Standard atlases using identical nomenclature enable scientists to navigate seamlessly between the brain of humans and experimental animals to test hypotheses inspired by human considerations and relate data from experimental animals to humans. In current atlas construction we make use of genes that are responsible for the segmentation of the brain in development (hox genes). Using evidence from transgenic mice and birds we are proposing a new plan for the organization and function of certain brain regions of mammals. The brainstem, for instance, can no longer be considered as a container of haphazardly arranged nuclei (as potatoes in a sac), but instead as regions which co-vary (start and end) with their neighbours.

The human brain features many more homologies with the brain of monkey (e.g. virtually all areas of the cortex are homologous), of the rat and of the bird than previously thought. Areas which are shown to be homologous are likely to have similar function as for example are 9/46 of the prefrontal cortex which is homologous in human and monkey and is involved in executive processing in working memory in both species.

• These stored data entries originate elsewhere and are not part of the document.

//! Tests for text helpers.

use super::*;

/// Verify letters and digits pass through while other characters are encoded.
#[test]
fn test_encode_tag_name() {
    assert_eq!(encode_tag_name("a!"), "a_21_");
    assert_eq!(encode_tag_name("a !"), "a_20__21_");
    assert_eq!(encode_tag_name("Story Points 2"), "Story_20_Points_20_2");
    assert_eq!(encode_tag_name("snake_case"), "snake_5f_case");
    assert_eq!(encode_tag_name(""), "");
}

/// Verify non-ASCII characters are encoded by code point, not by byte.
#[test]
fn test_encode_tag_name_non_ascii() {
    assert_eq!(encode_tag_name("é"), "_e9_");
    assert_eq!(encode_tag_name("x€"), "x_20ac_");
}

/// Verify every newline becomes a line-break marker.
#[test]
fn test_convert_to_html() {
    assert_eq!(convert_to_html("a\nb\n"), "a<BR/>b<BR/>");
    assert_eq!(convert_to_html("no breaks"), "no breaks");
}

/// Verify the common HTML special characters are escaped.
#[test]
fn test_encode_html() {
    assert_eq!(encode_html("<b>"), "&lt;b&gt;");
    assert_eq!(encode_html("Tom & Jerry"), "Tom &amp; Jerry");
    assert_eq!(encode_html("say \"hi\""), "say &quot;hi&quot;");
    assert_eq!(encode_html("plain"), "plain");
}

/// Verify apostrophes, backticks and equals signs are escaped too.
#[test]
fn test_encode_html_extended_characters() {
    assert_eq!(encode_html("it's"), "it&#x27;s");
    assert_eq!(encode_html("`code`"), "&#x60;code&#x60;");
    assert_eq!(
        encode_html("https://host/q?a=1&b=2"),
        "https://host/q?a&#x3D;1&amp;b&#x3D;2"
    );
}

/// Verify append treats a missing side as absent.
#[test]
fn test_append_text() {
    assert_eq!(append_text(None, None), None);
    assert_eq!(append_text(Some("a"), None).as_deref(), Some("a"));
    assert_eq!(append_text(None, Some("b")).as_deref(), Some("b"));
    assert_eq!(append_text(Some("a"), Some("b")).as_deref(), Some("ab"));
    assert_eq!(append_text(Some(""), Some("b")).as_deref(), Some("b"));
}

/// Verify every item is followed by a newline.
#[test]
fn test_convert_string_list_to_text() {
    assert_eq!(convert_string_list_to_text(&["a", "b"]), "a\nb\n");
    assert_eq!(
        convert_string_list_to_text(&["only".to_string()]),
        "only\n"
    );
    assert_eq!(convert_string_list_to_text::<&str>(&[]), "");
}
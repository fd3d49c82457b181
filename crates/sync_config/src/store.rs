//! Holder for the currently published project table.
//!
//! Consumers receive a `SyncConfigStore` explicitly instead of reaching for
//! a process-wide value. A reload swaps the whole table at once and only
//! after the new document loaded successfully, so readers always observe
//! either the old or the new table and never a mix.

use crate::configuration::Configuration;
use crate::errors::ConfigurationResult;
use crate::loader::{ProjectConfigurations, SyncConfigLoader};
use std::sync::{Arc, PoisonError, RwLock};
use tracing::{info, warn};

#[cfg(test)]
#[path = "store_tests.rs"]
mod tests;

/// Thread-safe holder of the published project table.
///
/// # Examples
///
/// ```rust
/// use sync_config::SyncConfigStore;
///
/// let store = SyncConfigStore::new();
/// assert!(store.current().is_empty());
///
/// store.reload("<configurations><configuration><projects><project>ABC</project></projects></configuration></configurations>")?;
/// assert!(store.configuration_for("ABC").is_some());
///
/// // A failed reload keeps the previous table.
/// assert!(store.reload("<configurations>").is_err());
/// assert!(store.configuration_for("ABC").is_some());
/// # Ok::<(), sync_config::ConfigurationError>(())
/// ```
#[derive(Debug, Default)]
pub struct SyncConfigStore {
    loader: SyncConfigLoader,
    current: RwLock<Arc<ProjectConfigurations>>,
}

impl SyncConfigStore {
    /// Create a store with an empty table.
    pub fn new() -> Self {
        Self::default()
    }

    /// Create a store publishing an already loaded table.
    pub fn with_configurations(configurations: ProjectConfigurations) -> Self {
        Self {
            loader: SyncConfigLoader::new(),
            current: RwLock::new(Arc::new(configurations)),
        }
    }

    /// The table currently published.
    pub fn current(&self) -> Arc<ProjectConfigurations> {
        let guard = self.current.read().unwrap_or_else(PoisonError::into_inner);
        Arc::clone(&*guard)
    }

    /// Configuration currently registered for `project`.
    pub fn configuration_for(&self, project: &str) -> Option<Arc<Configuration>> {
        self.current().get(project).cloned()
    }

    /// Load `document` and publish it if it is valid.
    ///
    /// On failure the previously published table stays in place and the
    /// load error is returned.
    pub fn reload(&self, document: &str) -> ConfigurationResult<Arc<ProjectConfigurations>> {
        let table = match self.loader.load(document) {
            Ok(table) => Arc::new(table),
            Err(err) => {
                warn!(error = %err, "Keeping previously published configuration");
                return Err(err);
            }
        };

        self.replace(Arc::clone(&table));
        info!(projects = table.len(), "Sync configuration reloaded");
        Ok(table)
    }

    /// Publish `table`, returning the table it replaced.
    pub fn replace(&self, table: Arc<ProjectConfigurations>) -> Arc<ProjectConfigurations> {
        let mut guard = self.current.write().unwrap_or_else(PoisonError::into_inner);
        std::mem::replace(&mut *guard, table)
    }
}
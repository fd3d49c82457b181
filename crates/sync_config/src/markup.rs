//! Markup capture helpers.
//!
//! The template text of a `templateField` is the inner markup of its
//! `template` element. It is produced by serializing the element's subtree
//! back to text and then stripping the element's own start and end tags,
//! so the captured text does not depend on how the source document was
//! formatted around the element.

use roxmltree::{Node, NodeType};

#[cfg(test)]
#[path = "markup_tests.rs"]
mod tests;

const NS_XML: &str = "http://www.w3.org/XML/1998/namespace";

/// Serialize `node` and everything below it to XML text.
pub fn serialize_subtree(node: Node<'_, '_>) -> String {
    let mut out = String::new();
    write_node(node, &mut out);
    out
}

/// Remove the start and end tag of the element `tag` from serialized markup.
///
/// A self-closing element yields an empty string. Text that does not start
/// with the expected start tag is returned unchanged.
pub fn strip_outer_tags(serialized: &str, tag: &str) -> String {
    let open = format!("<{}", tag);
    let rest = match serialized.strip_prefix(open.as_str()) {
        Some(rest) if rest.starts_with(['>', '/', ' ']) => rest,
        _ => return serialized.to_string(),
    };
    let Some(end) = rest.find('>') else {
        return serialized.to_string();
    };
    if rest[..end].ends_with('/') {
        return String::new();
    }

    let inner = &rest[end + 1..];
    let close = format!("</{}>", tag);
    inner.strip_suffix(close.as_str()).unwrap_or(inner).to_string()
}

/// The verbatim inner markup of an element.
pub fn inner_markup(node: Node<'_, '_>) -> String {
    strip_outer_tags(&serialize_subtree(node), &qualified_name(node))
}

/// Concatenated text of every text node below `node`.
pub fn text_content(node: Node<'_, '_>) -> String {
    node.descendants()
        .filter(|n| n.is_text())
        .filter_map(|n| n.text())
        .collect()
}

/// Element name including its namespace prefix, if any.
pub fn qualified_name(node: Node<'_, '_>) -> String {
    let tag = node.tag_name();
    prefixed(node, tag.namespace(), tag.name())
}

fn prefixed(node: Node<'_, '_>, namespace: Option<&str>, name: &str) -> String {
    let prefix = match namespace {
        Some(NS_XML) => Some("xml"),
        Some(uri) => node.lookup_prefix(uri).filter(|p| !p.is_empty()),
        None => None,
    };
    match prefix {
        Some(prefix) => format!("{}:{}", prefix, name),
        None => name.to_string(),
    }
}

fn write_node(node: Node<'_, '_>, out: &mut String) {
    match node.node_type() {
        NodeType::Root => {
            for child in node.children() {
                write_node(child, out);
            }
        }
        NodeType::Element => write_element(node, out),
        NodeType::Text => escape_into(node.text().unwrap_or_default(), false, out),
        NodeType::Comment => {
            out.push_str("<!--");
            out.push_str(node.text().unwrap_or_default());
            out.push_str("-->");
        }
        NodeType::PI => {
            if let Some(pi) = node.pi() {
                out.push_str("<?");
                out.push_str(pi.target);
                if let Some(value) = pi.value {
                    out.push(' ');
                    out.push_str(value);
                }
                out.push_str("?>");
            }
        }
    }
}

fn write_element(node: Node<'_, '_>, out: &mut String) {
    let name = qualified_name(node);
    out.push('<');
    out.push_str(&name);

    // Only declarations introduced on this element; inherited ones stay on the ancestor.
    let inherited: Vec<(Option<&str>, &str)> = node
        .parent()
        .map(|p| p.namespaces().map(|ns| (ns.name(), ns.uri())).collect())
        .unwrap_or_default();
    for ns in node.namespaces() {
        if ns.uri() == NS_XML || inherited.contains(&(ns.name(), ns.uri())) {
            continue;
        }
        match ns.name() {
            Some(prefix) => {
                out.push_str(" xmlns:");
                out.push_str(prefix);
            }
            None => out.push_str(" xmlns"),
        }
        out.push_str("=\"");
        escape_into(ns.uri(), true, out);
        out.push('"');
    }

    for attr in node.attributes() {
        out.push(' ');
        out.push_str(&prefixed(node, attr.namespace(), attr.name()));
        out.push_str("=\"");
        escape_into(attr.value(), true, out);
        out.push('"');
    }

    if !node.has_children() {
        out.push_str("/>");
        return;
    }

    out.push('>');
    for child in node.children() {
        write_node(child, out);
    }
    out.push_str("</");
    out.push_str(&name);
    out.push('>');
}

fn escape_into(text: &str, attribute: bool, out: &mut String) {
    for c in text.chars() {
        match c {
            '&' => out.push_str("&amp;"),
            '<' => out.push_str("&lt;"),
            '>' => out.push_str("&gt;"),
            '"' if attribute => out.push_str("&quot;"),
            c => out.push(c),
        }
    }
}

Using MR images in mice and non-human primates we are attempting to provide 3D volumes of canonical brains against which transgenic varieties with clinical significance can be compared.

Finally, on the issue of evolution and survival, the brain is wonderful, but it is not omniscient. Both the dazzling technological success of our species and the worrisome environmental degradation it has produced are reflections of the function of our brains. The author concludes: If the brain were smaller than what it is, it would not have been able to support language and the development of science and technology which today threatens existence; if the brain were larger than what it is, it might have been able to understand the problem and possibly even solve it. The brain is just not the right size.